Foodservice News This Week

  • What roadblocks does the restaurant industry face on its road to recovery? Well, there are a few to consider, including the multifaceted labor issue and rising costs in a variety of areas. In its latest whitepaper, Technomic takes a more detailed look into these roadblocks that will impact the restaurant industry’s recovery. From Technomic’s perspective, the future of the restaurant industry will include more automation and off-premises-only locations and fewer dining rooms for limited-service restaurants, among other things.
  • The historic heatwave rocking the Pacific Northwest is doing more than forcing people inside: it is forcing restaurants to temporarily cease operations. With mercury rising to 115 degrees F in Portland, Ore., for example, kitchen ventilation systems had trouble keeping up thus creating dangerous conditions for cooks.

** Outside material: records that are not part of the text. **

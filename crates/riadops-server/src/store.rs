//! Read-only tabular store.
//!
//! The business keeps its records in spreadsheets. Each sheet is exported as
//! `<dir>/<table>.csv`, the first record being the header row. Cells are
//! addressed by header name, never by position.

use std::collections::HashMap;
use std::path::{Path, PathBuf};

use csv::{ReaderBuilder, StringRecord, Trim};
use tracing::debug;

use crate::error::{ServerError, ServerResult};

/// Normalizes a header name for lookups: trimmed and lowercased.
fn header_key(name: &str) -> String {
    name.trim().to_lowercase()
}

/// One data row, keyed by header name.
#[derive(Debug, Clone, Default, PartialEq, Eq)]
pub struct Row {
    cells: HashMap<String, String>,
}

impl Row {
    /// Builds a row from header/value pairs.
    ///
    /// When a header appears twice, the first cell wins.
    pub fn from_pairs<I, K, V>(pairs: I) -> Self
    where
        I: IntoIterator<Item = (K, V)>,
        K: AsRef<str>,
        V: Into<String>,
    {
        let mut cells = HashMap::new();
        for (header, value) in pairs {
            cells
                .entry(header_key(header.as_ref()))
                .or_insert_with(|| value.into());
        }
        Self { cells }
    }

    fn from_record(headers: &StringRecord, record: &StringRecord) -> Self {
        Self::from_pairs(headers.iter().zip(record.iter()))
    }

    /// Returns the cell under `column`, matched case-insensitively.
    ///
    /// Rows shorter than the header have no value for the trailing columns.
    pub fn get(&self, column: &str) -> Option<&str> {
        self.cells.get(&header_key(column)).map(String::as_str)
    }

    /// Returns the cell under `column`, treating blank cells as missing.
    pub fn get_non_empty(&self, column: &str) -> Option<&str> {
        self.get(column).map(str::trim).filter(|v| !v.is_empty())
    }
}

/// All rows of a named table, plus its header.
#[derive(Debug, Clone, Default, PartialEq, Eq)]
pub struct Table {
    pub name: String,
    pub headers: Vec<String>,
    pub rows: Vec<Row>,
}

impl Table {
    /// Returns true if the header row contains `column`.
    pub fn has_column(&self, column: &str) -> bool {
        let key = header_key(column);
        self.headers.iter().any(|h| header_key(h) == key)
    }
}

/// Source of tabular data.
pub trait TableStore: Send + Sync {
    /// Reads every row of the table called `name`.
    fn read_table(&self, name: &str) -> ServerResult<Table>;
}

/// A [`TableStore`] over a directory of CSV exports.
#[derive(Debug, Clone)]
pub struct CsvTableStore {
    dir: PathBuf,
}

impl CsvTableStore {
    /// Creates a store reading from `dir`.
    pub fn new(dir: impl Into<PathBuf>) -> Self {
        Self { dir: dir.into() }
    }

    /// Returns the store directory.
    pub fn dir(&self) -> &Path {
        &self.dir
    }

    /// Returns the file backing table `name`.
    pub fn table_path(&self, name: &str) -> PathBuf {
        self.dir.join(format!("{name}.csv"))
    }
}

impl TableStore for CsvTableStore {
    fn read_table(&self, name: &str) -> ServerResult<Table> {
        let path = self.table_path(name);
        if !path.is_file() {
            return Err(ServerError::store(
                name,
                format!("no such table file: {}", path.display()),
            ));
        }

        let mut reader = ReaderBuilder::new()
            .flexible(true)
            .trim(Trim::All)
            .from_path(&path)?;

        let headers = reader.headers()?.clone();
        let mut rows = Vec::new();
        for record in reader.records() {
            rows.push(Row::from_record(&headers, &record?));
        }

        debug!(table = name, rows = rows.len(), "Read table");

        Ok(Table {
            name: name.to_string(),
            headers: headers.iter().map(str::to_string).collect(),
            rows,
        })
    }
}

#[cfg(test)]
mod tests {
    use super::*;
    use std::fs;

    #[test]
    fn row_lookup_is_case_insensitive() {
        let row = Row::from_pairs([(" Room ID ", "r1"), ("iCal URL", "")]);
        assert_eq!(row.get("room id"), Some("r1"));
        assert_eq!(row.get("ROOM ID"), Some("r1"));
        assert_eq!(row.get("ical url"), Some(""));
        assert_eq!(row.get_non_empty("iCal URL"), None);
        assert_eq!(row.get("Guests"), None);
    }

    #[test]
    fn duplicate_headers_keep_first_cell() {
        let row = Row::from_pairs([("Notes", "first"), ("notes", "second")]);
        assert_eq!(row.get("Notes"), Some("first"));
    }

    #[test]
    fn reads_csv_table() {
        let dir = tempfile::tempdir().unwrap();
        fs::write(
            dir.path().join("Rooms.csv"),
            "Room ID,Room Name,Property,iCal URL\n\
             r1, Jasmine ,Riad Nour,https://a.test/r1.ics\n\
             r2,Saffron,Riad Nour\n",
        )
        .unwrap();

        let store = CsvTableStore::new(dir.path());
        let table = store.read_table("Rooms").unwrap();

        assert_eq!(table.name, "Rooms");
        assert_eq!(table.headers.len(), 4);
        assert!(table.has_column("ical url"));
        assert!(!table.has_column("Guests"));

        assert_eq!(table.rows.len(), 2);
        assert_eq!(table.rows[0].get("Room Name"), Some("Jasmine"));
        assert_eq!(table.rows[1].get("iCal URL"), None);
    }

    #[test]
    fn missing_table_is_a_store_error() {
        let dir = tempfile::tempdir().unwrap();
        let store = CsvTableStore::new(dir.path());

        let err = store.read_table("Rooms").unwrap_err();
        assert!(matches!(err, ServerError::Store { ref table, .. } if table == "Rooms"));
    }
}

  • Starbucks denies shortages of coffee and cups. Responding to published reports saying the Seattle-based coffee giant was running short on key items, Starbucks CEO Kevin Johnson said that was not the case. Johnson did, however, say the company does face some operational challenges that continue to test the resiliency of its supply chain.

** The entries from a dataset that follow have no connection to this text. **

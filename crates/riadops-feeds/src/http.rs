//! HTTP feed source.
//!
//! Plain `GET` requests with no authentication, no caching and a
//! browser-compatible header set.

use std::time::Duration;

use reqwest::Client;
use reqwest::header::{ACCEPT, CACHE_CONTROL, HeaderMap, HeaderValue, PRAGMA};
use tracing::{debug, trace, warn};
use url::Url;

use crate::config::FeedConfig;
use crate::error::{FeedError, FeedResult};
use crate::source::{BoxFuture, FeedSource};

/// Fetches feeds over HTTP(S) with a shared [`reqwest::Client`].
#[derive(Debug, Clone)]
pub struct HttpFeedSource {
    client: Client,
    timeout: Duration,
}

impl HttpFeedSource {
    /// Creates a new source from the given configuration.
    pub fn new(config: &FeedConfig) -> FeedResult<Self> {
        let client = Client::builder()
            .danger_accept_invalid_certs(!config.verify_tls)
            .timeout(config.timeout)
            .user_agent(&config.user_agent)
            .default_headers(default_headers())
            .build()
            .map_err(|e| {
                FeedError::configuration(format!("Failed to create HTTP client: {}", e))
                    .with_source(e)
            })?;

        Ok(Self {
            client,
            timeout: config.timeout,
        })
    }

    async fn get(&self, url: &Url) -> FeedResult<String> {
        trace!(url = %url, "Sending feed request");

        let response = self
            .client
            .get(url.clone())
            .send()
            .await
            .map_err(|e| self.request_error("Request failed", e))?;

        let status = response.status();
        if !status.is_success() {
            warn!(url = %url, status = %status, "Feed request returned an error status");
            return Err(FeedError::http_status(
                status.as_u16(),
                status.canonical_reason(),
            ));
        }

        let body = response
            .text()
            .await
            .map_err(|e| self.request_error("Failed to read response", e))?;

        debug!(url = %url, bytes = body.len(), "Fetched feed");
        Ok(body)
    }

    /// Client-side deadlines report the same error as the aggregator's.
    fn request_error(&self, context: &str, e: reqwest::Error) -> FeedError {
        if e.is_timeout() {
            FeedError::timeout(self.timeout).with_source(e)
        } else {
            FeedError::network(format!("{}: {}", context, e)).with_source(e)
        }
    }
}

impl FeedSource for HttpFeedSource {
    fn name(&self) -> &str {
        "http"
    }

    fn fetch<'a>(&'a self, url: &'a Url) -> BoxFuture<'a, FeedResult<String>> {
        Box::pin(self.get(url))
    }
}

fn default_headers() -> HeaderMap {
    let mut headers = HeaderMap::new();
    headers.insert(ACCEPT, HeaderValue::from_static(FeedConfig::ACCEPT));
    headers.insert(CACHE_CONTROL, HeaderValue::from_static("no-cache"));
    headers.insert(PRAGMA, HeaderValue::from_static("no-cache"));
    headers
}

#[cfg(test)]
mod tests {
    use super::*;

    #[test]
    fn source_creation() {
        let config = FeedConfig::new().with_timeout(Duration::from_secs(3));
        let source = HttpFeedSource::new(&config).unwrap();
        assert_eq!(source.name(), "http");
    }

    #[test]
    fn no_cache_headers() {
        let headers = default_headers();
        assert_eq!(headers.get(CACHE_CONTROL).unwrap(), "no-cache");
        assert_eq!(headers.get(PRAGMA).unwrap(), "no-cache");
        assert!(
            headers
                .get(ACCEPT)
                .unwrap()
                .to_str()
                .unwrap()
                .starts_with("text/calendar")
        );
    }
}
//! VEVENT extraction.
//!
//! A two-state scanner over logical lines. Only `DTSTART`, `DTEND` and
//! `SUMMARY` are captured; every other property is ignored, as is anything
//! outside a `BEGIN:VEVENT` / `END:VEVENT` block.

use std::sync::LazyLock;

use chrono::NaiveDate;
use regex::Regex;
use tracing::{debug, trace, warn};

const BEGIN_EVENT: &str = "BEGIN:VEVENT";
const END_EVENT: &str = "END:VEVENT";

/// First run of eight ASCII digits, read as `YYYYMMDD`.
static DATE_DIGITS: LazyLock<Regex> =
    LazyLock::new(|| Regex::new(r"[0-9]{8}").expect("Invalid date digits regex"));

/// An event block that carried a start date.
#[derive(Debug, Clone, PartialEq, Eq)]
pub struct ExtractedEvent {
    pub start: NaiveDate,
    pub end: Option<NaiveDate>,
    pub summary: Option<String>,
}

/// Fields captured while inside an event block.
#[derive(Debug, Default)]
struct PendingEvent {
    start: Option<NaiveDate>,
    end: Option<NaiveDate>,
    summary: Option<String>,
}

impl PendingEvent {
    fn finish(self) -> Option<ExtractedEvent> {
        let start = self.start?;
        Some(ExtractedEvent {
            start,
            end: self.end,
            summary: self.summary,
        })
    }
}

#[derive(Debug)]
enum ScanState {
    Outside,
    Inside(PendingEvent),
}

/// Scans logical lines and returns the events that had a start date, in
/// document order.
pub fn extract_events<I, S>(lines: I) -> Vec<ExtractedEvent>
where
    I: IntoIterator<Item = S>,
    S: AsRef<str>,
{
    let mut events = Vec::new();
    let mut state = ScanState::Outside;
    let mut dropped = 0usize;

    for line in lines {
        let line = line.as_ref();

        if line == BEGIN_EVENT {
            if matches!(state, ScanState::Inside(_)) {
                trace!("BEGIN:VEVENT inside an open event, restarting");
            }
            state = ScanState::Inside(PendingEvent::default());
            continue;
        }

        if line == END_EVENT {
            if let ScanState::Inside(pending) = std::mem::replace(&mut state, ScanState::Outside) {
                match pending.finish() {
                    Some(event) => events.push(event),
                    None => dropped += 1,
                }
            }
            continue;
        }

        let ScanState::Inside(ref mut pending) = state else {
            continue;
        };

        if let Some(value) = property_value(line, "DTSTART") {
            pending.start = parse_date_digits(value);
        } else if let Some(value) = property_value(line, "DTEND") {
            pending.end = parse_date_digits(value);
        } else if let Some(value) = property_value(line, "SUMMARY") {
            pending.summary = Some(value.trim().to_string());
        }
    }

    if dropped > 0 {
        debug!(dropped, "Dropped event blocks without a start date");
    }

    events
}

/// Returns the value of `line` if it is a `name` property.
///
/// The name may be followed by `;`-separated parameters before the colon.
/// Colons inside double-quoted parameter values do not end the parameters.
pub(crate) fn property_value<'a>(line: &'a str, name: &str) -> Option<&'a str> {
    let rest = line.strip_prefix(name)?;

    if let Some(value) = rest.strip_prefix(':') {
        return Some(value);
    }
    if !rest.starts_with(';') {
        return None;
    }

    let mut quoted = false;
    for (idx, ch) in rest.char_indices() {
        match ch {
            '"' => quoted = !quoted,
            ':' if !quoted => return Some(&rest[idx + 1..]),
            _ => {}
        }
    }
    None
}

/// Reads the first run of eight ASCII digits in `value` as `YYYYMMDD`.
///
/// Returns `None` if there is no such run or it is not a calendar date.
pub(crate) fn parse_date_digits(value: &str) -> Option<NaiveDate> {
    let digits = DATE_DIGITS.find(value)?.as_str();
    let parsed = NaiveDate::parse_from_str(digits, "%Y%m%d").ok();
    if parsed.is_none() {
        warn!(value, digits, "Ignoring date field with impossible date");
    }
    parsed
}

  • Renowned restaurateur Danny Meyer invested in a plant-based food company. The company, based in Chile, uses an artificial intelligence platform to sift through huge datasets to find ingredient and processing combinations that would best mimic the flavor, texture, etc. of real meat or dairy in plant-based alternatives.
  • BBQ Holdings has a healthy appetite for acquisitions. The parent company of Famous Dave’s agreed to purchase Village Inn and Baker’s Square for $13.5 million. Both chains just emerged from bankruptcy.

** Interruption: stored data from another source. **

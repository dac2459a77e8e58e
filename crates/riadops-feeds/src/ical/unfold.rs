//! Content line unfolding.
//!
//! Calendar documents fold long content lines by breaking them and starting
//! each continuation with a single space or tab. [`unfold`] rejoins them and
//! [`Unfolded::lines`] yields the logical lines.

use std::str::Lines;

/// A calendar document with its folded lines rejoined.
#[derive(Debug, Clone, PartialEq, Eq)]
pub struct Unfolded {
    text: String,
}

impl Unfolded {
    /// Returns the logical lines, split on LF or CRLF.
    pub fn lines(&self) -> Lines<'_> {
        self.text.lines()
    }

    /// Returns the unfolded text.
    pub fn as_str(&self) -> &str {
        &self.text
    }
}

/// Rejoins folded content lines.
///
/// Each line break followed by one space or tab is removed together with
/// that whitespace character, so fragments are appended with nothing
/// inserted between them. A continuation at the very start of the text has
/// nothing to join and is kept as is.
pub fn unfold(text: &str) -> Unfolded {
    Unfolded {
        text: icalendar::parser::unfold(text),
    }
}

#[cfg(test)]
mod tests {
    use super::*;

    fn unfold_to_vec(text: &str) -> Vec<String> {
        unfold(text).lines().map(str::to_string).collect()
    }

    #[test]
    fn plain_lines_pass_through() {
        assert_eq!(
            unfold_to_vec("BEGIN:VCALENDAR\r\nVERSION:2.0\r\nEND:VCALENDAR"),
            vec!["BEGIN:VCALENDAR", "VERSION:2.0", "END:VCALENDAR"]
        );
    }

    #[test]
    fn lf_and_crlf_mixed() {
        assert_eq!(unfold_to_vec("A:1\nB:2\r\nC:3\n"), vec!["A:1", "B:2", "C:3"]);
    }

    #[test]
    fn single_fold_strips_one_whitespace_char() {
        assert_eq!(
            unfold_to_vec("SUMMARY:Airbnb (Not\r\n  available)\r\nEND:VEVENT"),
            vec!["SUMMARY:Airbnb (Not available)", "END:VEVENT"]
        );
    }

    #[test]
    fn tab_continuation_and_deep_folds() {
        assert_eq!(
            unfold_to_vec("DESCRIPTION:one\n\ttwo\n three\r\n\tfour\nX:y"),
            vec!["DESCRIPTION:onetwothreefour", "X:y"]
        );
    }

    #[test]
    fn folded_lines_are_not_reemitted() {
        let lines = unfold_to_vec("A:x\n y\n z\nB:w");
        assert_eq!(lines, vec!["A:xyz", "B:w"]);
    }

    #[test]
    fn leading_continuation_stands_alone() {
        assert_eq!(unfold_to_vec(" orphan\nA:1"), vec![" orphan", "A:1"]);
    }

    #[test]
    fn unfolded_text_is_exposed() {
        assert_eq!(unfold("A:1\n 2").as_str(), "A:12");
    }
}
//! Serve command: runs the HTTP API until Ctrl-C / SIGTERM.

use std::net::SocketAddr;
use std::sync::Arc;

use tokio::net::TcpListener;
use tracing::{info, warn};

use crate::config::AppConfig;
use crate::error::ServerResult;
use crate::routes::router;
use crate::service::AvailabilityService;

/// Starts the HTTP server.
pub async fn run(config: &AppConfig, bind: Option<SocketAddr>) -> ServerResult<()> {
    let service = AvailabilityService::from_config(config)?;
    let app = router(Arc::new(service));

    let addr = bind.unwrap_or(config.server.bind);
    let listener = TcpListener::bind(addr).await?;

    info!(
        addr = %listener.local_addr()?,
        store = %config.store.dir.display(),
        rooms_table = %config.store.rooms_table,
        "Server listening"
    );

    axum::serve(listener, app)
        .with_graceful_shutdown(shutdown_signal())
        .await?;

    info!("Server stopped");
    Ok(())
}

async fn shutdown_signal() {
    let ctrl_c = async {
        if let Err(e) = tokio::signal::ctrl_c().await {
            warn!(error = %e, "Failed to listen for Ctrl-C");
            std::future::pending::<()>().await;
        }
    };

    #[cfg(unix)]
    let terminate = async {
        use tokio::signal::unix::{SignalKind, signal};
        match signal(SignalKind::terminate()) {
            Ok(mut stream) => {
                stream.recv().await;
            }
            Err(e) => {
                warn!(error = %e, "Failed to listen for SIGTERM");
                std::future::pending::<()>().await;
            }
        }
    };

    #[cfg(not(unix))]
    let terminate = std::future::pending::<()>();

    tokio::select! {
        _ = ctrl_c => info!("Received Ctrl-C, shutting down"),
        _ = terminate => info!("Received SIGTERM, shutting down"),
    }
}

  • McDonald’s loyalty program will go national on July 8. Big Mac is the latest in a series of quick-serve and fast-causal restaurant chains to launch a loyalty program. The rollout comes as the chain recorded nearly $1.5 billion in digital sales during its first fiscal quarter. The chain will use the loyalty program to personalize its service. McD’s crew will greet loyalty program members by name as they move through the drive thru. Following their visit loyalty program members will receive a personal email highlighting upcoming deals.
  • Growth Chains: Bojangles intends to expand from a regional chain into a national operation. The company’s immediate plans call for 15 corporate stores in Dallas. Next on the list is adding locations in Florida, Georgia and Tennessee followed by Ohio, New York and Texas. Looking to expand its North Carolina footprint, Little Caesars set a goal to develop 25 new units across the Charlotte market between now and 2024. Donatos will expand its reach in Nashville via a deal with ghost kitchen operator REEF Kitchens. Fast-casual Indian concept Curry Up Now has inked its first lease in the Austin, Texas, market.
  • Comparable Store Sales Reports: For the fourth quarter of its fiscal year ending May 30, 2021, Darden Restaurants reported a consolidated same-store sales increase of 90.4% compared to the same period in 2020. This marks a .5% decrease compared to the same period in 2019. Looking at the company’s individual brands, Olive Garden was up 61.9% compared to the same period in 2020 and a 1.5% decrease compared to the same period in 2019; LongHorn Steakhouse up 107.5% compared to 2020 and up 13% compared to 2019.